Medical marijuana can treat chemotherapy-related side effects like pain and nausea even though it cannot treat cancer. It is an effective alternative to opioids and NSAIDs, which have adverse side effects, including ulcers and gastrointestinal reflux syndrome. Moreover, the research shows that consuming medical marijuana through edibles and other methods is much less likely to cause harmful side effects than smoking it.
It’s Not Safe
While it’s true that cannabis does carry risks, these risks are comparatively minor. For example, cannabis is not known to cause COPD or lung cancer like tobacco can. It’s also far safer than many prescription drugs, including the dangerous opioids many patients use for pain relief.
It’s important to remember that medical marijuana is highly regulated in the 39 states where it’s legal. Patients must have a written prescription from a doctor to receive it, and products are subject to rigorous testing to ensure patient safety. These policies are designed to protect patients and discourage teen usage, as is evidenced by the fact that since marijuana became legal in some states, youth usage has remained stable.

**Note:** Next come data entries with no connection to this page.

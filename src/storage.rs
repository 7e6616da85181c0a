//! File Storage
//! 商品画像ファイルの保存・削除

use async_trait::async_trait;
use sha2::{Digest, Sha256};
use std::path::{Path, PathBuf};
use tokio::fs;
use tokio::io::AsyncWriteExt;
use tracing::{info, warn};

use crate::models::{StoredImage, UploadedImage};

/// 対応する画像拡張子
const SUPPORTED_EXTENSIONS: &[&str] = &["jpg", "jpeg", "png", "webp", "gif"];

/// ファイル保存先の抽象化
#[async_trait]
pub trait FileStore: Send + Sync {
    /// ファイルを保存し、ベースディレクトリからの相対パスを返す
    async fn store(&self, upload: &UploadedImage) -> std::io::Result<StoredImage>;

    /// 相対パスのファイルを削除（存在しなければ何もしない）
    async fn delete(&self, path: &str) -> std::io::Result<()>;
}

/// ローカルディスクへの保存
#[derive(Debug, Clone)]
pub struct LocalFileStore {
    base_dir: PathBuf,
}

impl LocalFileStore {
    pub fn new(base_dir: impl Into<PathBuf>) -> Self {
        Self { base_dir: base_dir.into() }
    }

    pub fn full_path(&self, path: &str) -> PathBuf {
        self.base_dir.join(path.trim_start_matches('/'))
    }
}

#[async_trait]
impl FileStore for LocalFileStore {
    async fn store(&self, upload: &UploadedImage) -> std::io::Result<StoredImage> {
        let ext = image_extension(upload);
        let now = chrono::Utc::now();
        let relative = format!(
            "products/{}/{}.{}",
            now.format("%Y/%m"),
            uuid::Uuid::new_v4(),
            ext
        );
        let target = self.full_path(&relative);

        if let Some(dir) = target.parent() {
            fs::create_dir_all(dir).await?;
        }

        let mut file = fs::File::create(&target).await?;
        file.write_all(&upload.bytes).await?;
        file.flush().await?;

        info!("Image saved: {:?} ({} bytes)", target, upload.bytes.len());

        Ok(StoredImage {
            path: relative,
            checksum: compute_sha256(&upload.bytes),
        })
    }

    async fn delete(&self, path: &str) -> std::io::Result<()> {
        let target = self.full_path(path);
        match fs::remove_file(&target).await {
            Ok(()) => {
                info!("Image deleted: {:?}", target);
                Ok(())
            }
            Err(e) if e.kind() == std::io::ErrorKind::NotFound => {
                warn!("Image already missing: {:?}", target);
                Ok(())
            }
            Err(e) => Err(e),
        }
    }
}

/// 受信した画像の検査。問題があれば error を埋める
pub fn inspect_upload(
    file_name: Option<String>,
    content_type: Option<String>,
    bytes: Vec<u8>,
    max_bytes: usize,
) -> UploadedImage {
    let error = if bytes.is_empty() {
        Some("empty file".to_string())
    } else if bytes.len() > max_bytes {
        Some(format!("file too large: {} bytes (max {})", bytes.len(), max_bytes))
    } else if image::guess_format(&bytes).is_err() {
        Some("unsupported image format".to_string())
    } else {
        None
    };

    UploadedImage { file_name, content_type, bytes, error }
}

/// 拡張子の決定（内容から判定、だめならファイル名）
fn image_extension(upload: &UploadedImage) -> String {
    if let Ok(format) = image::guess_format(&upload.bytes) {
        if let Some(ext) = format.extensions_str().first() {
            return ext.to_string();
        }
    }
    upload
        .file_name
        .as_deref()
        .and_then(|name| Path::new(name).extension())
        .and_then(|e| e.to_str())
        .map(|e| e.to_lowercase())
        .filter(|e| SUPPORTED_EXTENSIONS.contains(&e.as_str()))
        .unwrap_or_else(|| "bin".to_string())
}

fn compute_sha256(data: &[u8]) -> String {
    let mut hasher = Sha256::new();
    hasher.update(data);
    hex::encode(hasher.finalize())
}
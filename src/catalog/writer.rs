//! Aggregate writer
//! 商品・バリアント・画像・タグを1トランザクションで書き込む
//!
//! トランザクション中はプール経由のクエリを発行しない（すべて `&mut *tx`）。

use sqlx::types::Json;
use sqlx::SqliteConnection;
use tracing::{info, warn};

use super::derived::slugify;
use super::images::ImagePlan;
use crate::db::DbPool;
use crate::error::{CatalogError, CatalogResult, WriteFailure};
use crate::models::{
    CatalogSummary, ImageDirectives, ImageResponse, Product, ProductAggregate, ProductDraft,
    ProductImage, Status, StoredImage, Tag, Variant, VariantDraft,
};

/// 書き込み内容
pub struct WriteRequest<'a> {
    pub draft: &'a ProductDraft,
    pub plan: &'a ImagePlan,
    pub directives: &'a ImageDirectives,
    /// トランザクション前に保存済みの新規画像
    pub new_images: &'a [StoredImage],
    pub caller: Option<&'a str>,
}

#[derive(Debug, Default)]
pub struct WriteOutcome {
    pub product_id: i64,
    /// コミット後にファイルを消す画像パス
    pub removed_paths: Vec<String>,
}

// ========================================
// Create / Update
// ========================================

pub async fn create_product(pool: &DbPool, req: WriteRequest<'_>) -> CatalogResult<WriteOutcome> {
    let fields = &req.draft.fields;
    let name = required(fields.name.clone(), "name")?;
    let category_id = required(fields.category_id, "category_id")?;
    let subcategory_id = required(fields.subcategory_id, "subcategory_id")?;
    let status = required(fields.status, "status")?;
    let product_type = required(fields.product_type, "product_type")?;
    let now_ms = chrono::Utc::now().timestamp_millis();

    let mut tx = pool.begin().await?;

    let slug = match &fields.slug {
        Some(slug) => slug.clone(),
        None => unique_slug(&mut tx, &slugify(&name)).await?,
    };

    let product_id = sqlx::query(r#"
        INSERT INTO products (
            name, slug, description, short_description, category_id, subcategory_id,
            status, product_type, tax_rate, cgst_rate, sgst_rate, igst_rate,
            is_vegetarian, display_order, version, created_by, updated_by,
            created_at, updated_at
        ) VALUES (?, ?, ?, ?, ?, ?, ?, ?, ?, ?, ?, ?, ?, ?, 1, ?, ?, ?, ?)
    "#)
    .bind(&name)
    .bind(&slug)
    .bind(&fields.description)
    .bind(&fields.short_description)
    .bind(category_id)
    .bind(subcategory_id)
    .bind(status)
    .bind(product_type)
    .bind(fields.tax_rate)
    .bind(fields.cgst_rate)
    .bind(fields.sgst_rate)
    .bind(fields.igst_rate)
    .bind(fields.is_vegetarian.unwrap_or(false))
    .bind(fields.display_order.unwrap_or(0))
    .bind(req.caller)
    .bind(req.caller)
    .bind(now_ms)
    .bind(now_ms)
    .execute(&mut *tx)
    .await?
    .last_insert_rowid();

    if let Some(variants) = &req.draft.variants {
        write_variants(&mut tx, product_id, variants, now_ms).await?;
    }
    insert_images(&mut tx, product_id, req.new_images, now_ms).await?;
    apply_image_layout(&mut tx, product_id, req.directives).await?;
    if let Some(tags) = &req.draft.tags {
        replace_tags(&mut tx, product_id, tags).await?;
    }
    ensure_activatable(&mut tx, product_id).await?;

    tx.commit().await?;

    info!("✅ Product created: id={}, slug={}", product_id, slug);
    Ok(WriteOutcome {
        product_id,
        removed_paths: Vec::new(),
    })
}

There’s also no reason to believe that introducing medical marijuana would increase the use of harder drugs, such as cocaine or heroin. These drugs are usually used by people who have already gotten into trouble with alcohol or other illegal substances, such as methamphetamines and methcathinone.
While some anti-cannabis groups claim that it’s challenging to find reliable research on cannabis, the truth is that several studies are showing its effectiveness. Cannabis is also being used safely by millions of people for various ailments, including chronic pain, nausea, and seizures. It’s time to stop letting fear and misinformation prevent ill individuals from seeking treatment that could help them.

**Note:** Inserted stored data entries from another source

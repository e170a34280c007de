//! Publish errors.

use thiserror::Error;

/// Why a publish run stopped.
///
/// `Transport` and `Exhausted` are terminal for the whole run: nothing after
/// the failing batch is sent and no partial progress is kept.
#[derive(Debug, Error)]
pub enum PublishError {
    #[error("batch size must be at least 1")]
    InvalidBatchSize,

    #[error("failed to serialize batch: {0}")]
    Serialize(#[from] serde_json::Error),

    #[error("invalid bridge client: {0}")]
    Client(String),

    #[error("transport failure on batch {batch}: {reason}")]
    Transport { batch: usize, reason: String },

    #[error("bridge rejected batch {batch} with status {last_status}; aborting after {retries} retries")]
    Exhausted {
        batch: usize,
        retries: u32,
        last_status: u16,
    },
}
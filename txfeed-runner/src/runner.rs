//! Replay runner: wires the loaders to the publisher.
//!
//! Two entry points:
//! - `run_upload()`: load the configured source and publish it to a bridge.
//! - `inspect()`: load the source and write the first records as JSON lines.

use std::io::Write;

use serde::Serialize;
use thiserror::Error;
use tracing::info;

use txfeed_core::data::{
    archive_files, load_range, load_transactions, DataError, LoadedDataset, SkippedFile,
    SourceKind,
};
use txfeed_core::publish::{
    publish_dataset, Bridge, Delivered, PublishError, PublishProgress, Sleeper,
};

use crate::config::{ConfigError, ReplayConfig};

/// Errors from the runner.
#[derive(Debug, Error)]
pub enum RunError {
    #[error("config error: {0}")]
    Config(#[from] ConfigError),
    #[error("data error: {0}")]
    Data(#[from] DataError),
    #[error("publish error: {0}")]
    Publish(#[from] PublishError),
    #[error("output error: {0}")]
    Io(#[from] std::io::Error),
}

impl RunError {
    /// Process exit code for this failure.
    ///
    /// 1 = bad configuration, 2 = unusable input, 3 = bridge kept rejecting,
    /// 4 = bridge unreachable.
    pub fn exit_code(&self) -> i32 {
        match self {
            RunError::Config(_) => 1,
            RunError::Data(DataError::ConflictingFilters) => 1,
            RunError::Data(_) => 2,
            RunError::Publish(PublishError::Exhausted { .. }) => 3,
            RunError::Publish(PublishError::Transport { .. }) => 4,
            RunError::Publish(PublishError::InvalidBatchSize | PublishError::Client(_)) => 1,
            RunError::Publish(PublishError::Serialize(_)) => 2,
            RunError::Io(_) => 2,
        }
    }
}

/// Outcome of a completed upload.
#[derive(Debug, Clone, Serialize)]
pub struct RunReport {
    pub source: SourceKind,
    pub endpoint: String,
    /// Rows loaded (before any `limit`).
    pub rows: usize,
    pub files: usize,
    pub skipped: Vec<SkippedFile>,
    /// blake3 hash of the loaded dataset.
    pub fingerprint: String,
    pub delivered: Delivered,
}

/// Load the configured source.
///
/// Transactions and fraud labels use a date-range load; archives are merged
/// and filtered by cutoff or time window. The config is validated first, so
/// nothing is read when it is inconsistent.
pub fn load_source(config: &ReplayConfig) -> Result<LoadedDataset, RunError> {
    config.validate()?;
    let loc = config.loc();

    let loaded = match config.kind() {
        SourceKind::Transactions | SourceKind::Fraud => {
            load_range(&loc, config.start(), config.end(), config.kind())?
        }
        SourceKind::Archive => {
            let files = archive_files(&loc)?;
            let dataset = load_transactions(&files, &config.filter())?;
            LoadedDataset {
                dataset,
                files,
                skipped: Vec::new(),
            }
        }
    };

    Ok(loaded)
}

/// Load the configured source and publish it through `bridge`.
pub fn run_upload(
    config: &ReplayConfig,
    bridge: &dyn Bridge,
    sleeper: &dyn Sleeper,
    progress: &dyn PublishProgress,
) -> Result<RunReport, RunError> {
    let loaded = load_source(config)?;
    let fingerprint = loaded.dataset.fingerprint();

    let delivered = publish_dataset(
        bridge,
        &loaded.dataset,
        &config.publish_options(),
        sleeper,
        progress,
    )?;

    info!(
        source = %config.kind(),
        endpoint = bridge.endpoint(),
        rows = loaded.dataset.len(),
        batches = delivered.batches,
        records = delivered.records,
        retries = delivered.retries,
        "upload complete"
    );

    Ok(RunReport {
        source: config.kind(),
        endpoint: bridge.endpoint().to_string(),
        rows: loaded.dataset.len(),
        files: loaded.files.len(),
        skipped: loaded.skipped,
        fingerprint,
        delivered,
    })
}

/// Load the configured source and write its first `limit` records to `out`,
/// one JSON object per line. Returns the number of lines written.
pub fn inspect(
    config: &ReplayConfig,
    limit: usize,
    out: &mut dyn Write,
) -> Result<usize, RunError> {
    let loaded = load_source(config)?;

    let mut written = 0;
    for record in loaded.dataset.records().take(limit) {
        let line = record.to_json().map_err(PublishError::from)?;
        writeln!(out, "{line}")?;
        written += 1;
    }
    out.flush()?;

    Ok(written)
}

#[cfg(test)]
mod tests {
    use super::*;
    use txfeed_core::publish::TransportError;

    #[test]
    fn exit_codes_by_kind() {
        assert_eq!(
            RunError::from(ConfigError::Invalid("x".into())).exit_code(),
            1
        );
        assert_eq!(RunError::from(DataError::ConflictingFilters).exit_code(), 1);
        assert_eq!(
            RunError::from(DataError::EmptyInput("none".into())).exit_code(),
            2
        );
        assert_eq!(
            RunError::from(PublishError::Exhausted {
                batch: 0,
                retries: 5,
                last_status: 500
            })
            .exit_code(),
            3
        );
        assert_eq!(
            RunError::from(PublishError::Transport {
                batch: 0,
                reason: TransportError("refused".into()).to_string()
            })
            .exit_code(),
            4
        );
    }

    #[test]
    fn invalid_config_fails_before_reading() {
        let mut config = ReplayConfig::for_source(SourceKind::Transactions);
        config.source.loc = Some("/nonexistent/txfeed".into());
        config.publish.batch_size = Some(0);

        let err = load_source(&config).unwrap_err();
        assert!(matches!(err, RunError::Config(ConfigError::Invalid(_))));
    }

    #[test]
    fn conflicting_archive_filters_fail_before_reading() {
        let mut config = ReplayConfig::for_source(SourceKind::Archive);
        config.source.loc = Some("/nonexistent/txfeed".into());
        config.source.cutoff = chrono::NaiveDate::from_ymd_opt(2020, 5, 1);
        config.source.window_days = Some(2);

        let err = load_source(&config).unwrap_err();
        assert!(matches!(err, RunError::Config(ConfigError::ConflictingFilters)));
        assert_eq!(err.exit_code(), 1);
    }
}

As medical marijuana continues to grow in popularity and is decriminalized in states and cities around the country, many of our culture’s negative stereotypes about it are beginning to fade. However, several harmful misconceptions about this medicinal plant still need to be addressed.

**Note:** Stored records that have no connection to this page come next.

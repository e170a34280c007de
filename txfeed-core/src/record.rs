//! Record and dataset model.
//!
//! A `Dataset` is a column list plus dense rows of `FieldValue`s. Source files
//! vary in their attributes, so cells are dynamically typed; the only columns
//! the pipeline relies on are the transaction identifier and the timestamp.

use chrono::NaiveDateTime;
use serde::ser::{SerializeMap, Serializer};
use serde::Serialize;
use std::cmp::Ordering;
use std::collections::HashMap;
use std::fmt;

/// Unique transaction identifier column.
pub const TRANSACTION_ID: &str = "TRANSACTION_ID";

/// Transaction timestamp column (Unix seconds in raw archive files).
pub const TX_DATETIME: &str = "TX_DATETIME";

/// Placeholder for "missing" in raw source data.
pub const SENTINEL: i64 = -1;

/// A single cell.
#[derive(Debug, Clone, PartialEq)]
pub enum FieldValue {
    Null,
    Int(i64),
    Float(f64),
    Bool(bool),
    Str(String),
    Timestamp(NaiveDateTime),
}

impl FieldValue {
    pub fn is_null(&self) -> bool {
        matches!(self, FieldValue::Null)
    }

    pub fn as_i64(&self) -> Option<i64> {
        match self {
            FieldValue::Int(v) => Some(*v),
            _ => None,
        }
    }

    pub fn as_f64(&self) -> Option<f64> {
        match self {
            FieldValue::Int(v) => Some(*v as f64),
            FieldValue::Float(v) => Some(*v),
            _ => None,
        }
    }

    pub fn as_timestamp(&self) -> Option<NaiveDateTime> {
        match self {
            FieldValue::Timestamp(ts) => Some(*ts),
            _ => None,
        }
    }

    /// True if this cell holds the integer or float sentinel.
    pub fn is_sentinel(&self) -> bool {
        match self {
            FieldValue::Int(v) => *v == SENTINEL,
            FieldValue::Float(v) => *v == SENTINEL as f64,
            _ => false,
        }
    }

    /// Sort rank of the value's kind. Nulls sort last.
    fn rank(&self) -> u8 {
        match self {
            FieldValue::Int(_) | FieldValue::Float(_) => 0,
            FieldValue::Timestamp(_) => 1,
            FieldValue::Bool(_) => 2,
            FieldValue::Str(_) => 3,
            FieldValue::Null => 4,
        }
    }

    /// Total order used for dataset sorting.
    pub fn total_cmp(&self, other: &FieldValue) -> Ordering {
        use FieldValue::*;
        match (self, other) {
            (Int(a), Int(b)) => a.cmp(b),
            (Float(a), Float(b)) => float_cmp(*a, *b),
            (Int(a), Float(b)) => int_float_cmp(*a, *b),
            (Float(a), Int(b)) => int_float_cmp(*b, *a).reverse(),
            (Timestamp(a), Timestamp(b)) => a.cmp(b),
            (Bool(a), Bool(b)) => a.cmp(b),
            (Str(a), Str(b)) => a.cmp(b),
            _ => self.rank().cmp(&other.rank()),
        }
    }
}

/// Numeric order on floats; `-0.0 == 0.0`, NaNs sort by sign at the ends.
fn float_cmp(a: f64, b: f64) -> Ordering {
    a.partial_cmp(&b).unwrap_or_else(|| a.total_cmp(&b))
}

/// Exact comparison of an integer with a float, without rounding `a`.
fn int_float_cmp(a: i64, b: f64) -> Ordering {
    // 2^63 as f64
    const I64_BOUND: f64 = 9_223_372_036_854_775_808.0;

    if b.is_nan() {
        return if b.is_sign_negative() {
            Ordering::Greater
        } else {
            Ordering::Less
        };
    }
    if b >= I64_BOUND {
        return Ordering::Less;
    }
    if b < -I64_BOUND {
        return Ordering::Greater;
    }

    // Within range, the integral part of b is an exact i64
    let whole = b.trunc();
    match a.cmp(&(whole as i64)) {
        Ordering::Equal => whole.partial_cmp(&b).unwrap_or(Ordering::Equal),
        ord => ord,
    }
}

impl fmt::Display for FieldValue {
    fn fmt(&self, f: &mut fmt::Formatter<'_>) -> fmt::Result {
        match self {
            FieldValue::Null => write!(f, "null"),
            FieldValue::Int(v) => write!(f, "{v}"),
            FieldValue::Float(v) => write!(f, "{v}"),
            FieldValue::Bool(v) => write!(f, "{v}"),
            FieldValue::Str(v) => write!(f, "{v}"),
            FieldValue::Timestamp(v) => write!(f, "{v}"),
        }
    }
}

impl Serialize for FieldValue {
    fn serialize<S: Serializer>(&self, serializer: S) -> Result<S::Ok, S::Error> {
        match self {
            FieldValue::Null => serializer.serialize_none(),
            FieldValue::Int(v) => serializer.serialize_i64(*v),
            FieldValue::Float(v) if v.is_finite() => serializer.serialize_f64(*v),
            FieldValue::Float(_) => serializer.serialize_none(),
            FieldValue::Bool(v) => serializer.serialize_bool(*v),
            FieldValue::Str(v) => serializer.serialize_str(v),
            // Epoch milliseconds, matching tabular JSON exports
            FieldValue::Timestamp(ts) => serializer.serialize_i64(ts.and_utc().timestamp_millis()),
        }
    }
}

/// Borrowed view of one dataset row.
#[derive(Debug, Clone, Copy)]
pub struct Record<'a> {
    index: usize,
    columns: &'a [String],
    values: &'a [FieldValue],
}

impl<'a> Record<'a> {
    /// Zero-based row position within the dataset.
    pub fn index(&self) -> usize {
        self.index
    }

    pub fn get(&self, column: &str) -> Option<&'a FieldValue> {
        self.columns
            .iter()
            .position(|c| c == column)
            .and_then(|i| self.values.get(i))
    }

    pub fn values(&self) -> &'a [FieldValue] {
        self.values
    }

    /// JSON object with keys in column order.
    pub fn to_json(&self) -> serde_json::Result<String> {
        serde_json::to_string(self)
    }
}

impl Serialize for Record<'_> {
    fn serialize<S: Serializer>(&self, serializer: S) -> Result<S::Ok, S::Error> {
        let mut map = serializer.serialize_map(Some(self.columns.len()))?;
        for (name, value) in self.columns.iter().zip(self.values) {
            map.serialize_entry(name, value)?;
        }
        map.end()
    }
}

/// Error returned when a row does not match the dataset's column count.
#[derive(Debug, Clone, PartialEq, Eq, thiserror::Error)]
#[error("row has {actual} cells, dataset has {expected} columns")]
pub struct RowWidthMismatch {
    pub expected: usize,
    pub actual: usize,
}

/// An ordered, in-memory table of records.
#[derive(Debug, Clone, Default, PartialEq)]
pub struct Dataset {
    columns: Vec<String>,
    rows: Vec<Vec<FieldValue>>,
}

impl Dataset {
    pub fn new(columns: Vec<String>) -> Self {
        Self {
            columns,
            rows: Vec::new(),
        }
    }

    pub fn columns(&self) -> &[String] {
        &self.columns
    }

    pub fn column_index(&self, name: &str) -> Option<usize> {
        self.columns.iter().position(|c| c == name)
    }

    pub fn len(&self) -> usize {
        self.rows.len()
    }

    pub fn is_empty(&self) -> bool {
        self.rows.is_empty()
    }

    pub fn push_row(&mut self, row: Vec<FieldValue>) -> Result<(), RowWidthMismatch> {
        if row.len() != self.columns.len() {
            return Err(RowWidthMismatch {
                expected: self.columns.len(),
                actual: row.len(),
            });
        }
        self.rows.push(row);
        Ok(())
    }

    pub fn record(&self, index: usize) -> Option<Record<'_>> {
        self.rows.get(index).map(|values| Record {
            index,
            columns: &self.columns,
            values,
        })
    }

    /// Records in dataset order; indices are dense and start at zero.
    pub fn records(&self) -> impl Iterator<Item = Record<'_>> + '_ {
        self.rows.iter().enumerate().map(|(index, values)| Record {
            index,
            columns: &self.columns,
            values,
        })
    }

    /// Concatenate datasets. The result carries the union of all columns in
    /// first-appearance order; cells absent from a part are null.
    pub fn concat(parts: Vec<Dataset>) -> Dataset {
        let mut columns: Vec<String> = Vec::new();
        for part in &parts {
            for col in &part.columns {
                if !columns.contains(col) {
                    columns.push(col.clone());
                }
            }
        }

        let total: usize = parts.iter().map(|p| p.rows.len()).sum();
        let mut rows = Vec::with_capacity(total);
        for part in parts {
            if part.columns == columns {
                rows.extend(part.rows);
                continue;
            }
            let positions: HashMap<&str, usize> = part
                .columns
                .iter()
                .enumerate()
                .map(|(i, c)| (c.as_str(), i))
                .collect();
            for mut row in part.rows {
                let widened = columns
                    .iter()
                    .map(|c| match positions.get(c.as_str()) {
                        Some(&i) => std::mem::replace(&mut row[i], FieldValue::Null),
                        None => FieldValue::Null,
                    })
                    .collect();
                rows.push(widened);
            }
        }

        Dataset { columns, rows }
    }

    /// Stable sort by one column. Returns `false` if the column does not exist.
    pub fn sort_by_column(&mut self, column: &str) -> bool {
        let Some(idx) = self.column_index(column) else {
            return false;
        };
        self.rows.sort_by(|a, b| a[idx].total_cmp(&b[idx]));
        true
    }

    /// Replace every sentinel cell with zero of the same numeric kind.
    /// Returns the number of replaced cells.
    pub fn normalize_sentinels(&mut self) -> usize {
        let mut replaced = 0;
        for cell in self.rows.iter_mut().flatten() {
            if cell.is_sentinel() {
                let zero = if matches!(cell, FieldValue::Float(_)) {
                    FieldValue::Float(0.0)
                } else {
                    FieldValue::Int(0)
                };
                *cell = zero;
                replaced += 1;
            }
        }
        replaced
    }

    /// Rewrite every cell of `column` through `f(row_index, cell)`. Returns
    /// `false` if the column does not exist.
    pub fn try_map_column<E>(
        &mut self,
        column: &str,
        mut f: impl FnMut(usize, &FieldValue) -> Result<FieldValue, E>,
    ) -> Result<bool, E> {
        let Some(idx) = self.column_index(column) else {
            return Ok(false);
        };
        for (i, row) in self.rows.iter_mut().enumerate() {
            row[idx] = f(i, &row[idx])?;
        }
        Ok(true)
    }

    /// Promote integer cells to floats in every column that also holds
    /// floats, so each column has a single numeric type.
    pub fn promote_mixed_numeric(&mut self) {
        for idx in 0..self.columns.len() {
            let has_float = self
                .rows
                .iter()
                .any(|row| matches!(row[idx], FieldValue::Float(_)));
            if !has_float {
                continue;
            }
            for row in &mut self.rows {
                if let FieldValue::Int(v) = row[idx] {
                    row[idx] = FieldValue::Float(v as f64);
                }
            }
        }
    }

    /// Keep only rows for which `keep` returns true. Order is preserved and the
    /// row index stays dense.
    pub fn retain(&mut self, mut keep: impl FnMut(Record<'_>) -> bool) {
        let columns = &self.columns;
        let mut index = 0;
        self.rows.retain(|values| {
            let record = Record {
                index,
                columns,
                values,
            };
            index += 1;
            keep(record)
        });
    }

    /// Largest timestamp in `column`, ignoring non-timestamp cells.
    pub fn max_timestamp(&self, column: &str) -> Option<NaiveDateTime> {
        let idx = self.column_index(column)?;
        self.rows
            .iter()
            .filter_map(|row| row[idx].as_timestamp())
            .max()
    }

    /// BLAKE3 fingerprint over column names and serialized rows.
    pub fn fingerprint(&self) -> String {
        let mut hasher = blake3::Hasher::new();
        for col in &self.columns {
            hasher.update(col.as_bytes());
            hasher.update(&[0]);
        }
        for record in self.records() {
            // Serializing plain scalars into a Vec cannot fail
            if let Ok(bytes) = serde_json::to_vec(&record) {
                hasher.update(&bytes);
            }
            hasher.update(b"\n");
        }
        hasher.finalize().to_hex().to_string()
    }
}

One of the most harmful misconceptions about cannabis is that it is addictive. While it is true that some people who use marijuana can experience addiction, the majority of individuals who consume cannabis do not develop an addiction. The substance is also not a gateway drug, as it has been shown that recreational marijuana use does not lead to harder drugs. It’s more likely that alcohol and tobacco products are the natural gateway drugs, especially among youth.
Lastly, while it is true that smoking cannabis can have adverse health effects on the lungs, there are other ways of consuming this medicine that don’t involve smoking. This includes eating edibles, vaping, and applying topicals to the skin. These consumption methods are not only safer for the lungs, but they can offer more versatile dosages. They can treat conditions not treated by traditional medication or physical therapy.
Medical marijuana is a powerful tool for those suffering from chronic illness. It offers a more natural approach to pain relief, and it can be used by patients who have sensitivity to other medications that can cause harsh side effects, such as opioids.